Much like last year, Sisko is often in the background, having a charismatic presence as station commander, but scripts don't seem to involve him nearly as much as earlier Trek shows did their commanding officers. And frankly, I'm fine with this. Deep Space Nine redefined the word "ensemble" in Star Trek, and Sisko is almost more a mayor of a frontier town than he is a classic military CO. His relationship with Jake is still strong, delivering some very solid scenes in episodes like Second Sight, Shadowplay, and The Jem'Hadar. Avery and Cirroc work great together.

Bashir's and O'Brien's Bromance has a real start this season, for which I am grateful to a level probably best not admitted outside nerdy circles. The Bromance Watch identifies these two essential episodes this year: Rivals and Armageddon Game, with Crossover warranting an honorable mention for the way Bashir befriends and turns Mirror O'Brien to his cause.

Dax is still the weakest link, but thankfully writers have identified this as well and taken much needed steps to rectify the issue.

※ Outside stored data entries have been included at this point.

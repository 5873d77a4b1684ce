// src/services/password_auth.rs

use async_trait::async_trait;
use bcrypt::{hash, verify};
use chrono::{DateTime, Duration, Utc};
use jsonwebtoken::{decode, encode, DecodingKey, EncodingKey, Header, Validation};
use serde::Serialize;
use serde_json::json;
use std::sync::{Arc, Mutex};
use tokio::sync::broadcast;
use uuid::Uuid;

use crate::{
    common::error::{AppError, AppResult},
    db::{fetch_optional, from_row, to_row, DataStore, Query, Table},
    models::auth::{AuthEvent, AuthUser, Claims, Session, User},
    services::auth_provider::{AuthProvider, SignUpResult},
};

#[derive(Serialize)]
struct NewUser<'a> {
    email: &'a str,
    password_hash: &'a str,
    confirmed: bool,
}

/// Provedor embutido: usuários na tabela `users`, senha com bcrypt e
/// sessão em JWT.
///
/// Cada requisição usa um clone ligado ao token dela (`bind_token`); o
/// canal de eventos é compartilhado entre todos os clones.
#[derive(Clone)]
pub struct PasswordAuth {
    store: Arc<dyn DataStore>,
    jwt_secret: String,
    token_ttl: Duration,
    require_confirmation: bool,
    hash_cost: u32,
    events: broadcast::Sender<AuthEvent>,
    current: Arc<Mutex<Option<String>>>,
}

impl PasswordAuth {
    pub fn new(
        store: Arc<dyn DataStore>,
        jwt_secret: String,
        token_ttl: Duration,
        require_confirmation: bool,
    ) -> Self {
        let (events, _) = broadcast::channel(64);
        Self {
            store,
            jwt_secret,
            token_ttl,
            require_confirmation,
            hash_cost: bcrypt::DEFAULT_COST,
            events,
            current: Arc::new(Mutex::new(None)),
        }
    }

    /// Custo do bcrypt (o padrão é `bcrypt::DEFAULT_COST`).
    pub fn with_hash_cost(mut self, cost: u32) -> Self {
        self.hash_cost = cost;
        self
    }

    /// Um clone com sessão própria, a partir do token da requisição.
    pub fn bind_token(&self, token: &str) -> Self {
        Self {
            current: Arc::new(Mutex::new(Some(token.to_string()))),
            ..self.clone()
        }
    }

    /// Um clone sem sessão (login e cadastro).
    pub fn unbound(&self) -> Self {
        Self {
            current: Arc::new(Mutex::new(None)),
            ..self.clone()
        }
    }

    fn token(&self) -> Option<String> {
        self.current.lock().unwrap_or_else(|p| p.into_inner()).clone()
    }

    fn set_token(&self, token: Option<String>) {
        *self.current.lock().unwrap_or_else(|p| p.into_inner()) = token;
    }

    fn publish(&self, event: AuthEvent) {
        // Sem ouvintes não é erro.
        let _ = self.events.send(event);
    }

    /// Confirma o e-mail do usuário (link de confirmação).
    pub async fn confirm_user(&self, user_id: Uuid) -> AppResult<()> {
        let mut patch = crate::db::Row::new();
        patch.insert("confirmed".into(), json!(true));
        self.store.update(Table::Users, user_id, patch).await?;
        tracing::info!("E-mail do usuário {} confirmado", user_id);
        Ok(())
    }

    async fn find_by_email(&self, email: &str) -> AppResult<Option<User>> {
        fetch_optional(
            self.store.as_ref(),
            Table::Users,
            &Query::new().eq("email", normalize_email(email)),
        )
        .await
    }

    async fn find_by_id(&self, id: Uuid) -> AppResult<Option<User>> {
        fetch_optional(self.store.as_ref(), Table::Users, &Query::new().eq("id", json!(id))).await
    }

    async fn hash_password(&self, password: &str) -> AppResult<String> {
        let password = password.to_owned();
        let cost = self.hash_cost;
        tokio::task::spawn_blocking(move || hash(&password, cost))
            .await
            .map_err(|e| AppError::UpstreamError(format!("Falha na task de hashing: {}", e)))?
            .map_err(AppError::from)
    }

    async fn verify_password(password: &str, password_hash: &str) -> AppResult<bool> {
        let password = password.to_owned();
        let password_hash = password_hash.to_owned();
        // Executa a verificação em um thread separado
        tokio::task::spawn_blocking(move || verify(&password, &password_hash))
            .await
            .map_err(|e| AppError::UpstreamError(format!("Falha na task de verificação de senha: {}", e)))?
            .map_err(AppError::from)
    }

    fn create_session(&self, user: &User) -> AppResult<Session> {
        let now = Utc::now();
        let expires_at = now + self.token_ttl;

        let claims = Claims {
            sub: user.id,
            email: user.email.clone(),
            exp: expires_at.timestamp() as usize,
            iat: now.timestamp() as usize,
        };
        let access_token = encode(
            &Header::default(),
            &claims,
            &EncodingKey::from_secret(self.jwt_secret.as_ref()),
        )?;

        Ok(Session {
            access_token,
            user: AuthUser {
                id: user.id,
                email: user.email.clone(),
            },
            expires_at,
        })
    }

    fn validate_token(&self, token: &str) -> AppResult<Claims> {
        decode::<Claims>(
            token,
            &DecodingKey::from_secret(self.jwt_secret.as_ref()),
            &Validation::default(),
        )
        .map(|data| data.claims)
        .map_err(|_| AppError::InvalidToken)
    }
}

fn normalize_email(email: &str) -> String {
    email.trim().to_lowercase()
}

#[async_trait]
impl AuthProvider for PasswordAuth {
    async fn get_session(&self) -> AppResult<Option<Session>> {
        let Some(token) = self.token() else {
            return Ok(None);
        };
        let claims = self.validate_token(&token)?;

        // Usuário removido derruba a sessão.
        let Some(user) = self.find_by_id(claims.sub).await? else {
            return Ok(None);
        };

        Ok(Some(Session {
            access_token: token,
            user: AuthUser {
                id: user.id,
                email: user.email,
            },
            expires_at: DateTime::from_timestamp(claims.exp as i64, 0).unwrap_or_else(Utc::now),
        }))
    }

    async fn sign_in_with_password(&self, email: &str, password: &str) -> AppResult<Session> {
        let user = self
            .find_by_email(email)
            .await?
            .ok_or(AppError::InvalidCredentials)?;

        if !Self::verify_password(password, &user.password_hash).await? {
            return Err(AppError::InvalidCredentials);
        }
        if self.require_confirmation && !user.confirmed {
            return Err(AppError::Validation("Confirme seu e-mail antes de entrar.".into()));
        }

        let session = self.create_session(&user)?;
        self.set_token(Some(session.access_token.clone()));
        self.publish(AuthEvent::SignedIn(session.user.clone()));
        tracing::info!("Login de {}", user.id);
        Ok(session)
    }

    async fn sign_up(&self, email: &str, password: &str) -> AppResult<SignUpResult> {
        let email = normalize_email(email);
        if self.find_by_email(&email).await?.is_some() {
            return Err(AppError::EmailAlreadyExists);
        }

        let password_hash = self.hash_password(password).await?;
        let confirmed = !self.require_confirmation;
        let row = to_row(&NewUser {
            email: &email,
            password_hash: &password_hash,
            confirmed,
        })?;
        let user: User = from_row(self.store.insert(Table::Users, row).await?)?;
        tracing::info!("Usuário {} cadastrado", user.id);

        let auth_user = AuthUser {
            id: user.id,
            email: user.email.clone(),
        };
        if !confirmed {
            return Ok(SignUpResult {
                user: auth_user,
                session: None,
            });
        }

        let session = self.create_session(&user)?;
        self.set_token(Some(session.access_token.clone()));
        self.publish(AuthEvent::SignedIn(auth_user.clone()));
        Ok(SignUpResult {
            user: auth_user,
            session: Some(session),
        })
    }

    async fn sign_out(&self) -> AppResult<()> {
        let user_id = self
            .token()
            .and_then(|token| self.validate_token(&token).ok())
            .map(|claims| claims.sub);
        self.set_token(None);

        if let Some(user_id) = user_id {
            self.publish(AuthEvent::SignedOut(user_id));
            tracing::info!("Logout de {}", user_id);
        }
        Ok(())
    }

    fn on_auth_state_change(&self) -> broadcast::Receiver<AuthEvent> {
        self.events.subscribe()
    }

    async fn reset_password_for_email(&self, email: &str) -> AppResult<()> {
        // A resposta é a mesma exista ou não o e-mail.
        if let Some(user) = self.find_by_email(email).await? {
            tracing::info!("Recuperação de senha solicitada para {}", user.id);
            self.publish(AuthEvent::PasswordRecovery(user.email));
        }
        Ok(())
    }

    async fn update_user(&self, password: &str) -> AppResult<AuthUser> {
        let session = self.get_session().await?.ok_or(AppError::Unauthenticated)?;
        let password_hash = self.hash_password(password).await?;

        let mut patch = crate::db::Row::new();
        patch.insert("password_hash".into(), json!(password_hash));
        self.store.update(Table::Users, session.user.id, patch).await?;

        self.publish(AuthEvent::UserUpdated(session.user.clone()));
        Ok(session.user)
    }
}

Although there's only so much they can do with Farrell's limited range, I nevertheless find her character in a much better spot. She's livelier, more joyful and adventurous, with a zest for life that is quite refreshing... she's essentially been Curzonified, but that's okay since Jadziafication obviously didn't work and amounted to little more than dispassionate whispery sleepiness.

Last but not least, Season 2 is when DS9 patented Side Character Bonanza truly got going. Rom and Nog continue to be regular fixtures on the show, ved... err... kai Winn returns with a vengeance, but it's Garak and Dukat that steal every scene they are in with powerhouse performances by Andrew Robinson and Marc Alaimo. And Morn, well, Morn is the barfly we all love. At least he's prettier than that other Hollywood Barfly that surgeried himself into... whatever that is.

All in all, after a disappointing start, this season rebounded quite nicely, a definite step-up from Season 1. If it continues the way it's been going the last half-season, the show's in good hands.